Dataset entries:

::::

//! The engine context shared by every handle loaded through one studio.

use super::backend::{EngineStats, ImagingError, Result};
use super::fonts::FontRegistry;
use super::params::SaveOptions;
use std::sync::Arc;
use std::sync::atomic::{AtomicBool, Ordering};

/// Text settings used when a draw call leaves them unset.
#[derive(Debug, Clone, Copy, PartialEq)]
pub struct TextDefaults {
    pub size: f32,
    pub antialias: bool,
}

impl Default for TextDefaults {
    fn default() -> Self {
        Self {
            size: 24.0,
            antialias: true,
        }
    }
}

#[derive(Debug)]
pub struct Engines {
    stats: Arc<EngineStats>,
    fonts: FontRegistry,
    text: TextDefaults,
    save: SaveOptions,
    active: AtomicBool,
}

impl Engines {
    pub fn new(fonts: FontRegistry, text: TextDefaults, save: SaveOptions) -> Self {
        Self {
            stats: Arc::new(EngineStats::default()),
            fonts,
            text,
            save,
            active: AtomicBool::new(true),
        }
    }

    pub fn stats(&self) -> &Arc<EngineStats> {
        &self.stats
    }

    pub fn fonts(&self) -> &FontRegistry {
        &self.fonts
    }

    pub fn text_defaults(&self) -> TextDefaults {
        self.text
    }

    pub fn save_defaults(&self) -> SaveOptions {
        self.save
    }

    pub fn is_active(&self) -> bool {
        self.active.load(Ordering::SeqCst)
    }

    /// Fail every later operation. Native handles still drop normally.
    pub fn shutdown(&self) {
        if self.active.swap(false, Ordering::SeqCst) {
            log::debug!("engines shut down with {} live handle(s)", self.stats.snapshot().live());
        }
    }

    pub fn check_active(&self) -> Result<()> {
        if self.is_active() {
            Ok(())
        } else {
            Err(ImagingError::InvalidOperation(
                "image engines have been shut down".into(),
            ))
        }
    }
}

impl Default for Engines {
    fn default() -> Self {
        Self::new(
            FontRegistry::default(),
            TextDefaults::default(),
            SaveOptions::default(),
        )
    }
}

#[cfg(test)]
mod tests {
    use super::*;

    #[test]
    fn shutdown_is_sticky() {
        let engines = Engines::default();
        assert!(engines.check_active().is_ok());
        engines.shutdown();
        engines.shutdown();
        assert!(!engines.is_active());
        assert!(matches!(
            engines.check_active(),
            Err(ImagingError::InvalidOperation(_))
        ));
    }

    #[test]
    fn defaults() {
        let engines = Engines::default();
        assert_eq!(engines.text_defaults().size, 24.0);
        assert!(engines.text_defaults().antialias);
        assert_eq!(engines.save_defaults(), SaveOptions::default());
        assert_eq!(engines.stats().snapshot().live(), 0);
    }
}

::::

**GOAL OF THE EXERCISE:** Start at the first line of the entries and stop at the line that contains "if self.active.swap(false, Ordering::SeqCst)". Repeat every line in that span exactly, and nothing beyond it.

**ANSWER BOX:**
//! The engine context shared by every handle loaded through one studio.

use super::backend::{EngineStats, ImagingError, Result};
use super::fonts::FontRegistry;
use super::params::SaveOptions;
use std::sync::Arc;
use std::sync::atomic::{AtomicBool, Ordering};

/// Text settings used when a draw call leaves them unset.
#[derive(Debug, Clone, Copy, PartialEq)]
pub struct TextDefaults {
    pub size: f32,
    pub antialias: bool,
}

impl Default for TextDefaults {
    fn default() -> Self {
        Self {
            size: 24.0,
            antialias: true,
        }
    }
}

#[derive(Debug)]
pub struct Engines {
    stats: Arc<EngineStats>,
    fonts: FontRegistry,
    text: TextDefaults,
    save: SaveOptions,
    active: AtomicBool,
}

impl Engines {
    pub fn new(fonts: FontRegistry, text: TextDefaults, save: SaveOptions) -> Self {
        Self {
            stats: Arc::new(EngineStats::default()),
            fonts,
            text,
            save,
            active: AtomicBool::new(true),
        }
    }

    pub fn stats(&self) -> &Arc<EngineStats> {
        &self.stats
    }

    pub fn fonts(&self) -> &FontRegistry {
        &self.fonts
    }

    pub fn text_defaults(&self) -> TextDefaults {
        self.text
    }

    pub fn save_defaults(&self) -> SaveOptions {
        self.save
    }

    pub fn is_active(&self) -> bool {
        self.active.load(Ordering::SeqCst)
    }

    /// Fail every later operation. Native handles still drop normally.
    pub fn shutdown(&self) {
        if self.active.swap(false, Ordering::SeqCst) {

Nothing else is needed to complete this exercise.